Dr. Gregory Marsella's Non-Invasive Neuropsychiatric Alternative Treatment for Fibromyalgia at the Chrysalis TMS Institute in Boca Raton, South Florida
Transcranial Magnetic Stimulation (TMS)
TMS involves the application of magnetic pulses over the scalp without using electrodes or direct electrical stimulation. Unlike ECT (electroconvulsive treatment), patients remain awake and alert during each TMS treatment, and can drive to and from the office due to a lack of cognitive and other side effects associated with ECT. The procedure is well-tolerated with few side effects compared to medication treatment.
While TMS has been FDA-approved, safe, proven, and well tolerated in the treatment of depression, preliminary research suggest that TMS may be a potential off-label alternative for treatment-refractory fibromyalgia, particularly if associated with depressive symptoms.
Recent Studies on TMS and Fibromyalgia treatment
Since research has demonstrated that TMS can diminish chronic pain, there has been considerable interest in the application of TMS to fibromyalgia-related pain. Preliminary and promising studies on the use of TMS to treat fibromyalgia have recently been published.
Three potentially different TMS approaches to fibromyalgia treatment have been studied:
Two studies indicate that high frequency TMS of the left primary motor cortex could become a future standard of fibromyalgia treatment:
A 2007 randomized, double-blinded, controlled study of 10 daily sessions of TMS in 30 patients with fibromyalgia demonstrated that patients who received active TMS experienced significant pain reduction that lasted up to 2 weeks after the last TMS session (Passard A, et al, Brain 2007;130;2661-2670).
Another preliminary, randomized, double-blinded controlled study of 40 fibromyalgia patients (A. Mhalla et al. Pain 152(2011) 1478-1485) showed that, compared to the group that received placebo (ie, placebo) procedures, there was a significant and sustained improvement in pain, activity, sleep, fatigue, outlook and general quality of life in the TMS group with fibromyalgia.
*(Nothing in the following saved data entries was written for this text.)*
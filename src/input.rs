use crate::constants::{KEY_SEED_NEXT, KEY_SEED_PREVIOUS, KEY_SEED_TODAY};
use glam::DVec2;

/// Pointer position in client px to normalized [0, 1] viewport coordinates.
#[inline]
pub fn normalize_pointer(client_x: f64, client_y: f64, width: f64, height: f64) -> DVec2 {
    if width <= 0.0 || height <= 0.0 {
        return DVec2::splat(0.5);
    }
    DVec2::new(
        (client_x / width).clamp(0.0, 1.0),
        (client_y / height).clamp(0.0, 1.0),
    )
}

/// Scroll progress in [0, 1] for a page `document_height` tall viewed
/// through a viewport `viewport_height` tall. A page that does not scroll
/// reports 0.
#[inline]
pub fn scroll_progress(scroll_y: f64, document_height: f64, viewport_height: f64) -> f64 {
    let max = document_height - viewport_height;
    if max.is_nan() || max <= 0.0 || !scroll_y.is_finite() {
        return 0.0;
    }
    (scroll_y / max).clamp(0.0, 1.0)
}

#[derive(Clone, Copy, Debug, PartialEq, Eq)]
pub enum SeedKey {
    Previous,
    Next,
    Today,
}

/// Seed control bound to `key`, ignoring presses with modifiers held.
#[inline]
pub fn seed_key(key: &str, modified: bool) -> Option<SeedKey> {
    if modified {
        return None;
    }
    match key {
        k if k == KEY_SEED_PREVIOUS => Some(SeedKey::Previous),
        k if k == KEY_SEED_NEXT => Some(SeedKey::Next),
        k if k == KEY_SEED_TODAY => Some(SeedKey::Today),
        _ => None,
    }
}

/// Elapsed seconds between two RAF timestamps, clamped to `[0, max_step]`.
#[inline]
pub fn frame_step_sec(prev_ms: f64, now_ms: f64, max_step: f64) -> f64 {
    ((now_ms - prev_ms) / 1000.0).clamp(0.0, max_step)
}
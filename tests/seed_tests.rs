// Host-side tests for the seeded generator and daily seeds.

use inkburst_core::seed::layer_seed;
use inkburst_core::{daily_seed, CalendarDate, Mulberry32, SeedControl};
use std::collections::HashSet;

#[test]
fn generator_is_uniform_on_unit_interval() {
    const DRAWS: usize = 100_000;
    const BUCKETS: usize = 100;
    let mut rng = Mulberry32::new(20250115);
    let mut counts = [0usize; BUCKETS];
    for _ in 0..DRAWS {
        let x = rng.next_f64();
        assert!((0.0..1.0).contains(&x));
        counts[(x * BUCKETS as f64) as usize] += 1;
    }
    let expected = (DRAWS / BUCKETS) as f64;
    let chi2: f64 = counts
        .iter()
        .map(|&c| {
            let d = c as f64 - expected;
            d * d / expected
        })
        .sum();
    // 99 degrees of freedom, p = 0.001
    assert!(chi2 < 148.2, "chi-square {chi2}");
}

#[test]
fn adjacent_seeds_diverge_immediately() {
    for s in [-3, 0, 1, 20250115, i32::MAX - 1] {
        let mut a = Mulberry32::new(s);
        let mut b = Mulberry32::new(s.wrapping_add(1));
        let xs: Vec<f64> = (0..8).map(|_| a.next_f64()).collect();
        let ys: Vec<f64> = (0..8).map(|_| b.next_f64()).collect();
        assert_ne!(xs, ys, "seed {s}");
    }
}

#[test]
fn generator_replays_from_its_seed() {
    let mut a = Mulberry32::new(42);
    let first: Vec<f64> = (0..32).map(|_| a.next_f64()).collect();
    let mut b = Mulberry32::new(42);
    let again: Vec<f64> = (0..32).map(|_| b.next_f64()).collect();
    assert_eq!(first, again);
}

#[test]
fn helpers_respect_their_bounds() {
    let mut rng = Mulberry32::new(9);
    for _ in 0..10_000 {
        let r = rng.range(-2.0, 3.0);
        assert!((-2.0..3.0).contains(&r));
        assert!(rng.signed(4.0).abs() <= 2.0);
        assert!(rng.index(7) < 7);
    }
    let empty: [u8; 0] = [];
    assert_eq!(rng.pick(&empty), None);
    assert!(rng.pick(&[1, 2, 3]).is_some());
}

#[test]
fn every_calendar_day_has_its_own_seed() {
    let mut seen = HashSet::new();
    for year in 1970..2200 {
        for month in 1..=12 {
            for day in 1..=31 {
                let seed = daily_seed(CalendarDate::new(year, month, day));
                assert!(seen.insert(seed), "{year}-{month}-{day}");
            }
        }
    }
    assert_eq!(daily_seed(CalendarDate::new(2025, 1, 15)), 20250115);
}

#[test]
fn seed_control_steps_and_resets() {
    let today = CalendarDate::new(2025, 1, 15);
    let mut control = SeedControl::for_date(today);
    assert_eq!(control.next(), 20250116);
    assert_eq!(control.previous(), 20250115);
    assert_eq!(control.previous(), 20250114);
    control.reset_to(today);
    assert_eq!(control.seed(), 20250115);

    let mut top = SeedControl::with_seed(i32::MAX);
    assert_eq!(top.next(), i32::MIN);
}

#[test]
fn layer_seeds_wrap() {
    assert_eq!(layer_seed(20250115, 42), 20250157);
    assert_eq!(layer_seed(i32::MAX, 1), i32::MIN);
}
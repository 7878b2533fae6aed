// Host-side tests for the overlay layers and the motion preference.

use inkburst_core::overlay::{paint_overlay, OverlayFrame, SKY_PHOTOS};
use inkburst_core::{DeviceTier, OverlayPlan, RecordingSurface};

const POOL: &[&str] = &["one two three\nfour five", "six seven", "eight"];

fn frame(time_s: f64, scroll_y: f64) -> OverlayFrame<'static> {
    OverlayFrame {
        width: 1440.0,
        height: 900.0,
        scroll_y,
        time_s,
        timecode: "12:00:00:00",
    }
}

fn paint(plan: &OverlayPlan, time_s: f64, scroll_y: f64) -> RecordingSurface {
    let mut s = RecordingSurface::new();
    paint_overlay(plan, &frame(time_s, scroll_y), &mut s);
    s
}

#[test]
fn reduced_motion_leaves_only_sky_moving() {
    let plan = OverlayPlan::new(20250115, DeviceTier::Desktop, true).with_text_pool(POOL);
    assert!(!plan.sky.is_empty());
    assert!(!plan.glitch.is_empty());
    assert!(!plan.dust.is_empty());
    assert_eq!(plan.animated_elements(), plan.sky.len());
    assert_eq!(plan.scroll_listeners(), 1);
    assert!(!plan.needs_animation_frames());
}

#[test]
fn reduced_motion_overlay_is_static() {
    let plan = OverlayPlan::new(20250115, DeviceTier::Desktop, true).with_text_pool(POOL);
    let a = paint(&plan, 0.0, 0.0);
    let b = paint(&plan, 30.0, 1500.0);
    assert_eq!(a, b);
    assert!(a.texts().iter().all(|t| !t.contains("12:00")));

    let still = plan.sky_transforms(0.0, 400.0);
    assert_eq!(still, plan.sky_transforms(45.0, 400.0));
    assert!(still.iter().all(|t| t.scale == 1.0));
}

#[test]
fn full_motion_animates_every_layer() {
    let plan = OverlayPlan::new(20250115, DeviceTier::Desktop, false).with_text_pool(POOL);
    assert!(plan.needs_animation_frames());
    assert_eq!(
        plan.animated_elements(),
        plan.sky.len() + plan.rects.len() + plan.dust.len() + plan.glitch.len() + plan.atmosphere.len()
    );
    assert_eq!(plan.scroll_listeners(), 5);
    assert_ne!(paint(&plan, 5.0, 0.0), paint(&plan, 6.0, 0.0));
    assert_ne!(plan.sky_transforms(1.0, 0.0), plan.sky_transforms(2.5, 0.0));
}

#[test]
fn overlay_layouts_follow_the_seed() {
    let a = OverlayPlan::new(7, DeviceTier::Tablet, false).with_text_pool(POOL);
    let b = OverlayPlan::new(7, DeviceTier::Tablet, false).with_text_pool(POOL);
    let c = OverlayPlan::new(8, DeviceTier::Tablet, false).with_text_pool(POOL);
    assert_eq!(a, b);
    assert_ne!(a.glitch, c.glitch);
    for block in &a.sky {
        assert!(SKY_PHOTOS.contains(&block.src));
    }
    for block in &a.atmosphere {
        assert!(POOL.contains(&block.text.as_str()));
    }
}

#[test]
fn smaller_tiers_carry_fewer_overlay_elements() {
    let mobile = OverlayPlan::new(3, DeviceTier::Mobile, false);
    let wide = OverlayPlan::new(3, DeviceTier::Wide, false);
    assert!(mobile.dust.len() <= wide.dust.len());
    assert!(mobile.glitch.len() <= wide.glitch.len());
    assert!(mobile.animated_elements() < wide.animated_elements());
}

#[test]
fn overlay_paints_finite_geometry() {
    for tier in DeviceTier::ALL {
        let plan = OverlayPlan::new(99, tier, false).with_text_pool(POOL);
        for t in [0.0, 1.5, 12.0] {
            assert!(!paint(&plan, t, 800.0).has_non_finite());
        }
    }
}

#[test]
fn empty_text_pool_gives_no_atmosphere() {
    let plan = OverlayPlan::new(5, DeviceTier::Desktop, false).with_text_pool(&[]);
    assert!(plan.atmosphere.is_empty());
}
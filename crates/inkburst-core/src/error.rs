use thiserror::Error;

/// Errors surfaced by the few fallible constructors in the core.
///
/// Drawing and sampling never fail; degenerate geometry is skipped instead.
#[derive(Debug, Error, Clone, PartialEq)]
pub enum SceneError {
    #[error("viewport has no area ({width}x{height})")]
    EmptyViewport { width: f64, height: f64 },
    #[error("curve needs at least {needed} control points, got {got}")]
    InvalidPointCount { needed: usize, got: usize },
}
High frequency TMS to the left prefrontal cortex appears promising according to one recent randomized, controlled study:
10 patients with fibromyalgia received ten sessions of TMS over a two week period. Those who received active TMS experienced a statistically significant reduction of 29% of their daily pain, which was followed by a significant reduction in associated depressive symptoms two weeks later and continued pain relief. The patents who underwent placebo procedures experienced only a 4% improvement in pain. The authors of the study point out that the rapid onset of pain reduction in this pilot trial approximates that of pregabalin and duloxetine, although with markedly fewer side-effects (Short EB et al 2011). Interestingly, in this study, it was clear that improvement in pain symptoms occurred prior to a reduction in depression.
Although two very small preliminary studies have focused on the application of low frequency TMS to the right front side of the brain. More research is needed before conclusions can be made about the efficacy of this technique. (Sampson SM et al., Pain Med. 2006; 7(2);115-8; Short B, et al., 2009).
Although the use of the NeuroStar TMS device for depression has been FDA-approved, its use to treat fibromyalgia without depression would be an off-label application of this device. Clearly more studies with larger numbers of subjects are needed to better determine optimal treatment protocols, pulse frequency and location of treatment (motor cortex, prefrontal cortex, or both) for TMS to become a routine treatment for fibromyalgia.